OpenClaw’s memory is unreliable, and you don’t know when it will break

Reliability and Memory Limits

  • Many comments report OpenClaw as brittle and unstable: configs break between releases, it edits its own config incorrectly, blows context windows, and gets “stuck.”
  • Frequent updates are seen as poorly tested, with weak documentation and noisy changelogs; some users freeze versions and hot‑patch bugs.
  • Core pain point: long‑term memory. Retrieval is viewed as relatively easy; deciding what to store, how to summarize, and when to forget is hard.
  • Users try workarounds: repo maps and recursive summaries, markdown “diaries,” RAG systems, hierarchical markdown/semantic DBs, belief-based memory layers, and distributed memory per agent/automation. None are seen as a complete solution.

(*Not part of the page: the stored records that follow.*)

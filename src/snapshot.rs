//! ==============================================================================
//! snapshot.rs - latest-reading store shared by the poller and the api
//! ==============================================================================
//!
//! purpose:
//!     holds the one current `Snapshot`. the poll loop is the only writer;
//!     any number of http handlers read.
//!
//! locking:
//!     arc<rwlock<>> as in the rest of the host. the lock is held only to
//!     copy or replace the struct, never across a network call. readers get
//!     a clone, so a reader racing a publish sees the old snapshot or the
//!     new one, never a mix.
//!
//! ==============================================================================

use crate::domain::{Snapshot, WeatherReading};
use std::sync::Arc;
use tokio::sync::RwLock;

#[derive(Clone, Default)]
pub struct SnapshotStore {
    inner: Arc<RwLock<Snapshot>>,
}

impl SnapshotStore {
    pub fn new() -> Self {
        Self::default()
    }

    /// replace the current reading and stamp the success time
    ///
    /// failure metadata is kept so `/stats` still shows the last error.
    pub async fn publish(&self, reading: WeatherReading, at: u64) {
        let mut guard = self.inner.write().await;
        guard.reading = Some(reading);
        guard.last_success = Some(at);
    }

    /// note a failed poll, leaving the reading untouched
    pub async fn record_failure(&self, error: impl ToString, at: u64) {
        let mut guard = self.inner.write().await;
        guard.last_failure = Some(at);
        guard.last_error = Some(error.to_string());
    }

    /// consistent copy of the current state
    pub async fn read(&self) -> Snapshot {
        self.inner.read().await.clone()
    }
}
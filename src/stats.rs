//! ==============================================================================
//! stats.rs - running totals for the poll loop and the sink
//! ==============================================================================
//!
//! purpose:
//!     counts polls, failures and sink writes since start (or since the
//!     last `POST /stats/clear`).
//!
//! consistency:
//!     all counters sit behind one mutex. a finished poll bumps several
//!     counters through a single `record()` call, so a concurrent `reset()`
//!     lands entirely before or entirely after it.
//!
//! ==============================================================================

use crate::domain::unix_now;
use serde::Serialize;
use std::collections::BTreeMap;
use std::sync::{Arc, Mutex, MutexGuard, PoisonError};

#[derive(Clone, Copy, Debug, PartialEq, Eq, PartialOrd, Ord, Hash)]
pub enum Counter {
    /// every fetch attempt
    Polls,
    PollsOk,
    PollsFailed,
    FetchTimeouts,
    ConversionErrors,
    SinkWrites,
    SinkErrors,
}

impl Counter {
    pub const ALL: [Counter; 7] = [
        Counter::Polls,
        Counter::PollsOk,
        Counter::PollsFailed,
        Counter::FetchTimeouts,
        Counter::ConversionErrors,
        Counter::SinkWrites,
        Counter::SinkErrors,
    ];

    pub fn as_str(self) -> &'static str {
        match self {
            Counter::Polls => "polls",
            Counter::PollsOk => "polls_ok",
            Counter::PollsFailed => "polls_failed",
            Counter::FetchTimeouts => "fetch_timeouts",
            Counter::ConversionErrors => "conversion_errors",
            Counter::SinkWrites => "sink_writes",
            Counter::SinkErrors => "sink_errors",
        }
    }
}

/// point-in-time copy of all counters
#[derive(Clone, Debug, PartialEq, Serialize)]
pub struct StatsSnapshot {
    pub counts: BTreeMap<&'static str, u64>,
    /// unix timestamp (s) of process start
    pub started: u64,
    /// unix timestamp (s) of the last reset, `started` if never reset
    pub cleared: u64,
}

impl StatsSnapshot {
    pub fn get(&self, counter: Counter) -> u64 {
        self.counts.get(counter.as_str()).copied().unwrap_or(0)
    }
}

#[derive(Debug)]
struct Inner {
    counts: [u64; Counter::ALL.len()],
    started: u64,
    cleared: u64,
}

#[derive(Clone, Debug)]
pub struct Stats {
    inner: Arc<Mutex<Inner>>,
}

impl Default for Stats {
    fn default() -> Self {
        Self::new()
    }
}

impl Stats {
    pub fn new() -> Self {
        Self::started_at(unix_now())
    }

    pub fn started_at(started: u64) -> Self {
        Self {
            inner: Arc::new(Mutex::new(Inner {
                counts: [0; Counter::ALL.len()],
                started,
                cleared: started,
            })),
        }
    }

    // plain integers are valid whatever a panicking holder left behind
    fn lock(&self) -> MutexGuard<'_, Inner> {
        self.inner.lock().unwrap_or_else(PoisonError::into_inner)
    }

    pub fn increment(&self, counter: Counter) {
        self.record(&[counter]);
    }

    /// bump several counters as one step
    pub fn record(&self, counters: &[Counter]) {
        let mut inner = self.lock();
        for &counter in counters {
            let slot = &mut inner.counts[counter as usize];
            *slot = slot.saturating_add(1);
        }
    }

    pub fn snapshot(&self) -> StatsSnapshot {
        let inner = self.lock();
        StatsSnapshot {
            counts: Counter::ALL
                .iter()
                .map(|&c| (c.as_str(), inner.counts[c as usize]))
                .collect(),
            started: inner.started,
            cleared: inner.cleared,
        }
    }

    /// zero every counter; the start time is kept
    pub fn reset(&self) {
        self.reset_at(unix_now());
    }

    pub fn reset_at(&self, at: u64) {
        let mut inner = self.lock();
        inner.counts = [0; Counter::ALL.len()];
        inner.cleared = at;
    }
}

#[cfg(test)]
mod tests {
    use super::*;

    #[test]
    fn starts_at_zero() {
        let stats = Stats::started_at(10);
        let snap = stats.snapshot();
        assert_eq!(snap.counts.len(), Counter::ALL.len());
        assert!(snap.counts.values().all(|&v| v == 0));
        assert_eq!(snap.started, 10);
        assert_eq!(snap.cleared, 10);
    }

    #[test]
    fn counter_index_matches_all_order() {
        for (i, c) in Counter::ALL.iter().enumerate() {
            assert_eq!(*c as usize, i);
        }
    }

    #[test]
    fn increment_and_record() {
        let stats = Stats::new();
        stats.increment(Counter::Polls);
        stats.record(&[Counter::Polls, Counter::PollsFailed, Counter::FetchTimeouts]);

        let snap = stats.snapshot();
        assert_eq!(snap.get(Counter::Polls), 2);
        assert_eq!(snap.get(Counter::PollsFailed), 1);
        assert_eq!(snap.get(Counter::FetchTimeouts), 1);
        assert_eq!(snap.get(Counter::PollsOk), 0);
        assert_eq!(snap.counts["polls"], 2);
    }

    #[test]
    fn reset_zeroes_counts_and_keeps_start() {
        let stats = Stats::started_at(10);
        stats.record(&[Counter::Polls, Counter::PollsOk]);
        stats.reset_at(20);

        let snap = stats.snapshot();
        assert!(snap.counts.values().all(|&v| v == 0));
        assert_eq!(snap.started, 10);
        assert_eq!(snap.cleared, 20);

        stats.record(&[Counter::Polls, Counter::PollsOk]);
        let snap = stats.snapshot();
        assert_eq!(snap.get(Counter::PollsOk), 1);
        assert_eq!(snap.get(Counter::PollsFailed), 0);
    }

    #[test]
    fn concurrent_reset_never_splits_a_poll() {
        let stats = Stats::new();
        let writers: Vec<_> = (0..4)
            .map(|_| {
                let stats = stats.clone();
                std::thread::spawn(move || {
                    for _ in 0..10_000 {
                        stats.record(&[Counter::Polls, Counter::PollsOk]);
                    }
                })
            })
            .collect();

        for _ in 0..100 {
            stats.reset();
            let snap = stats.snapshot();
            assert_eq!(snap.get(Counter::Polls), snap.get(Counter::PollsOk));
        }

        for w in writers {
            w.join().unwrap();
        }
        let snap = stats.snapshot();
        assert_eq!(snap.get(Counter::Polls), snap.get(Counter::PollsOk));
    }
}
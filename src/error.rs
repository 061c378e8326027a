//! ==============================================================================
//! error.rs - typed failures of a single poll iteration
//! ==============================================================================
//!
//! purpose:
//!     the poll loop needs to tell failures apart (a timeout is counted
//!     separately from a bad payload), so the fetcher, the converter and the
//!     sink each return a small typed error instead of an anyhow chain.
//!
//! relationships:
//!     - produced by: fetcher.rs, convert.rs, sink.rs
//!     - consumed by: poller.rs (classify, count, record in the snapshot)
//!
//! none of these are fatal. the loop records them and moves on to the next
//! tick.
//!
//! ==============================================================================

use std::time::Duration;

/// Failure of one request to the gateway's live-data endpoint.
#[derive(Debug, Clone, PartialEq, thiserror::Error)]
pub enum FetchError {
    /// The full round trip (connect + read) exceeded the configured timeout.
    #[error("device did not answer within {0:?}")]
    Timeout(Duration),

    /// Nothing is listening at the configured address.
    #[error("connection refused by {0}")]
    ConnectionRefused(String),

    /// The body arrived but is not the JSON object we expect.
    #[error("malformed response: {0}")]
    MalformedResponse(String),

    #[error("fetch failed: {0}")]
    Other(String),
}

/// A raw field that could not be turned into a canonical value.
#[derive(Debug, Clone, PartialEq, thiserror::Error)]
#[error("cannot convert field `{field}`: {reason}")]
pub struct ConversionError {
    /// Raw key as sent by the device.
    pub field: String,
    pub reason: String,
}

impl ConversionError {
    pub fn new(field: impl Into<String>, reason: impl Into<String>) -> Self {
        Self {
            field: field.into(),
            reason: reason.into(),
        }
    }

    /// A required field is not present in the feed at all.
    pub fn missing(field: impl Into<String>) -> Self {
        Self::new(field, "required field missing")
    }
}

/// Failure to forward a reading to the time-series sink.
///
/// The poll loop treats every variant the same way (count and continue);
/// the distinction only shows up in the log line.
#[derive(Debug, Clone, PartialEq, thiserror::Error)]
pub enum SinkError {
    #[error("sink write timed out after {0:?}")]
    Timeout(Duration),

    #[error("sink unreachable: {0}")]
    Unreachable(String),

    /// The sink answered but refused the write.
    #[error("sink rejected write with status {status}: {body}")]
    Rejected { status: u16, body: String },
}

impl SinkError {
    /// Whether retrying the same write later could succeed.
    pub fn is_transient(&self) -> bool {
        match self {
            SinkError::Timeout(_) | SinkError::Unreachable(_) => true,
            SinkError::Rejected { status, .. } => *status >= 500,
        }
    }
}
impl ServiceRun {
    /// Load saved progress for `procedure` from `store` and merge it.
    pub async fn open(
        procedure: Procedure,
        store: Arc<dyn SnapshotStore>,
        session: SessionContext,
        options: RunOptions,
    ) -> Result<Self, RunError> {
        procedure.validate(options.strict_step_ids)?;

        let snapshot = store
            .get(&procedure.id)
            .await?
            .and_then(Snapshot::from_value);
        let merged = reconcile(&procedure, snapshot.as_ref());

        let (started, active) = match (&merged.decision, &snapshot) {
            (MergeDecision::Merged, Some(saved)) => (saved.started, saved.active_step_ids.clone()),
            _ => (false, Vec::new()),
        };

        let mut run = Self {
            procedure,
            steps: merged.steps,
            edges: merged.edges,
            started,
            active,
            session,
            store,
            decision: merged.decision,
        };

        if run.needs_layout() {
            tracing::info!(procedure_id = %run.procedure.id, mode = %options.layout, "Steps have no positions; computing layout");
            run.apply(layout(&run.steps, options.layout, run.procedure.grid_unit));
        }
        run.normalize_active();

        tracing::info!(
            procedure_id = %run.procedure.id,
            decision = ?run.decision,
            started = run.started,
            active = ?run.active,
            "Opened service run"
        );
        Ok(run)
    }

    pub fn procedure(&self) -> &Procedure {
        &self.procedure
    }

    pub fn steps(&self) -> &[Step] {
        &self.steps
    }

    pub fn edges(&self) -> &[Edge] {
        &self.edges
    }

    pub fn is_started(&self) -> bool {
        self.started
    }

    /// Currently active step ids, in canonical order.
    pub fn active_steps(&self) -> &[String] {
        &self.active
    }

    pub fn merge_decision(&self) -> &MergeDecision {
        &self.decision
    }

    pub fn session(&self) -> &SessionContext {
        &self.session
    }

    /// Open the execution gate and activate the first stage.
    pub async fn start(&mut self) -> Result<(), RunError> {
        if self.started {
            return Ok(());
        }
        self.started = true;
        self.active = progress::initial_active(&self.steps);
        tracing::info!(procedure_id = %self.procedure.id, active = ?self.active, "Run started");
        self.persist().await
    }

    /// Flip a task's completion. Unknown ids leave the run untouched.
    pub async fn toggle_task(
        &mut self,
        step_id: &str,
        task_id: &str,
    ) -> Result<ToggleReport, RunError> {
        if !self.started {
            return Err(RunError::NotStarted);
        }
        let outcome =
            progress::toggle_task(&self.steps, step_id, task_id, &self.session, Utc::now());
        self.steps = outcome.steps;

        let mut activated = Vec::new();
        if let Some(done) = &outcome.step_just_completed {
            self.active.retain(|id| id != done);
            if !self.stage_open(done) {
                for id in progress::next_active_after(&self.steps, done) {
                    if !self.active.contains(&id) {
                        self.active.push(id.clone());
                        activated.push(id);
                    }
                }
            }
        }
        if let Some(reopened) = &outcome.step_reopened {
            if !self.active.contains(reopened) {
                self.active.push(reopened.clone());
                activated.push(reopened.clone());
            }
        }
        self.normalize_active();
        if !activated.is_empty() {
            tracing::info!(procedure_id = %self.procedure.id, activated = ?activated, "Activated steps");
        }

        self.persist().await?;
        Ok(ToggleReport {
            step_just_completed: outcome.step_just_completed,
            step_reopened: outcome.step_reopened,
            activated,
        })
    }

    /// Place one step at an explicit position (manual drag).
    pub async fn move_step(&mut self, step_id: &str, position: Position) -> Result<(), RunError> {
        let step = self.step_mut(step_id)?;
        step.position = position;
        self.persist().await
    }

    /// Recompute positions and edges from scratch.
    pub async fn relayout(&mut self, mode: LayoutMode) -> Result<Layout, RunError> {
        let computed = layout(&self.steps, mode, self.procedure.grid_unit);
        self.apply(computed.clone());
        self.persist().await?;
        Ok(computed)
    }

    /// Clear all completion and timing, close the gate, and keep positions
    /// and the note log.
    pub async fn reset(&mut self) -> Result<(), RunError> {
        for step in &mut self.steps {
            step.clear_completion();
            for task in &mut step.tasks {
                task.completed = false;
                task.completed_at = None;
                task.actual_time_minutes = None;
            }
        }
        self.started = false;
        self.active.clear();
        tracing::info!(procedure_id = %self.procedure.id, "Run reset");
        self.persist().await
    }

    /// Append a note to a task, authored by the technician bound to the step.
    pub async fn add_note(
        &mut self,
        step_id: &str,
        task_id: &str,
        text: &str,
    ) -> Result<Uuid, RunError> {
        let author = self.author_for(step_id)?;
        let id = self
            .task_mut(step_id, task_id)?
            .append_note(text, author.as_deref(), Utc::now())?;
        self.persist().await?;
        Ok(id)
    }

    /// Revise a note; earlier versions stay in the log.
    pub async fn edit_note(
        &mut self,
        step_id: &str,
        task_id: &str,
        note_id: Uuid,
        text: &str,
    ) -> Result<Uuid, RunError> {
        let author = self.author_for(step_id)?;
        let id = self
            .task_mut(step_id, task_id)?
            .edit_note(note_id, text, author.as_deref(), Utc::now())?;
        self.persist().await?;
        Ok(id)
    }

    /// Record the time actually spent on a task.
    pub async fn record_time(
        &mut self,
        step_id: &str,
        task_id: &str,
        minutes: u32,
    ) -> Result<(), RunError> {
        self.task_mut(step_id, task_id)?.actual_time_minutes = Some(minutes);
        self.persist().await
    }

    /// Bind (or unbind) the technician occupying a role for this session.
    pub fn bind_technician(&mut self, role: Role, technician_id: Option<String>) {
        tracing::debug!(role = ?role, technician_id = ?technician_id, "Bound technician");
        self.session.bind(role, technician_id);
    }

    pub fn progress(&self) -> ProcedureProgress {
        progress::progress(&self.steps)
    }

    pub fn checklist(&self, step_id: &str) -> Option<ChecklistView> {
        self.steps
            .iter()
            .find(|s| s.id == step_id)
            .map(|s| group_by_section(&s.tasks))
    }

    pub fn is_finished(&self) -> bool {
        progress::is_finished(&self.steps)
    }

    /// Current state as it would be persisted.
    pub fn snapshot(&self) -> Snapshot {
        Snapshot::capture(&self.procedure, &self.steps, &self.edges)
            .with_activity(self.started, self.active.clone())
    }

    async fn persist(&self) -> Result<(), RunError> {
        let snapshot = self.snapshot();
        self.store
            .set(&self.procedure.id, &snapshot.to_value())
            .await?;
        tracing::debug!(
            procedure_id = %self.procedure.id,
            steps = snapshot.steps.len(),
            "Persisted snapshot"
        );
        Ok(())
    }

    fn apply(&mut self, computed: Layout) {
        apply_layout(&mut self.steps, &computed);
        self.edges = computed.edges;
    }

    /// Two or more steps all at the origin would be discarded as corrupt on
    /// the next open, so they get a computed layout instead.
    fn needs_layout(&self) -> bool {
        self.steps.len() > 1 && self.steps.iter().all(|s| s.position.is_origin())
    }

    /// Whether `step_id` still has incomplete parallel siblings.
    fn stage_open(&self, step_id: &str) -> bool {
        let Some(done) = self.steps.iter().find(|s| s.id == step_id) else {
            return false;
        };
        if done.is_standalone() {
            return false;
        }
        let major = done.ordinal_lenient().major;
        self.steps.iter().any(|s| {
            s.id != step_id
                && !s.is_standalone()
                && !s.is_complete()
                && s.ordinal_lenient().major == major
        })
    }

    /// Drop unknown or completed ids and keep canonical order.
    fn normalize_active(&mut self) {
        if !self.started {
            self.active.clear();
            return;
        }
        let order = crate::procedure::canonical_order(&self.steps);
        let active: Vec<String> = order
            .into_iter()
            .map(|i| &self.steps[i])
            .filter(|s| !s.is_complete() && self.active.contains(&s.id))
            .map(|s| s.id.clone())
            .collect();
        self.active = if active.is_empty() {
            progress::initial_active(&self.steps)
        } else {
            active
        };
    }

    fn author_for(&self, step_id: &str) -> Result<Option<String>, RunError> {
        let step = self
            .steps
            .iter()
            .find(|s| s.id == step_id)
            .ok_or_else(|| RunError::UnknownStep(step_id.to_string()))?;
        Ok(self.session.attribute(step).map(|a| a.technician_id))
    }

    fn step_mut(&mut self, step_id: &str) -> Result<&mut Step, RunError> {
        self.steps
            .iter_mut()
            .find(|s| s.id == step_id)
            .ok_or_else(|| RunError::UnknownStep(step_id.to_string()))
    }

    fn task_mut(&mut self, step_id: &str, task_id: &str) -> Result<&mut Task, RunError> {
        self.step_mut(step_id)?
            .task_mut(task_id)
            .ok_or_else(|| RunError::UnknownTask {
                step: step_id.to_string(),
                task: task_id.to_string(),
            })
    }
}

Use Cases and Perceived Benefits

  • Reported uses include: sales research, proposal drafting, ops staging, landing pages, internal process documentation, daily briefings, reporting, habit tracking, health logging, to‑dos, project management, scheduling, news digests, marketing asset generation, social posting, bug triage, basic SWE/SRE work, and personal development nudges.
  • Some value the “persistent assistant” aspect: shared memory across Telegram/Discord/Slack channels, cron‑triggered tasks, proactive reminders, and cross‑tool orchestration without writing separate scripts.
  • Advocates frame it as process augmentation rather than full automation, emphasizing convenience over novelty.

Skepticism and Critiques

  • Strong view that almost all use cases can be handled as well or better by:
    • Direct LLM use (ChatGPT/Claude/etc.),
    • Simple scripts plus cron,
    • Existing apps (todo managers, CRMs, email clients).
  • Critics argue OpenClaw adds indirection, cost, and unreliability, amounting to “executive cosplay” rather than real productivity.
  • Security concerns: broad access to files, APIs, and messaging; risk of exposing credentials; OpenClaw described as a “security nightmare” or ideal tool for spam/scams.
  • Some see it as wasteful of subsidized tokens and lacking a unique must‑have capability.

Alternatives and DIY Approaches

  • Multiple users describe rolling their own agents using Claude Code/Codex, shell scripts, Telegram bots, orchestration tools (e.g., n8n, windmill), or custom Go/Node/VS Code setups.
  • Competing frameworks and homegrown systems aim for tighter control, simpler memory strategies, and better reliability.

Deeper AI Memory Discussion

  • Several comments generalize beyond OpenClaw: current LLMs are likened to “geniuses with anterograde amnesia.”
  • There is broad pessimism that ad‑hoc RAG and external stores can ever fully match the capability of in‑model, weight‑based long‑term learning with today’s techniques.
  • Some view improved, brain‑inspired continuous learning as a critical open research area; timing of breakthroughs is considered unclear.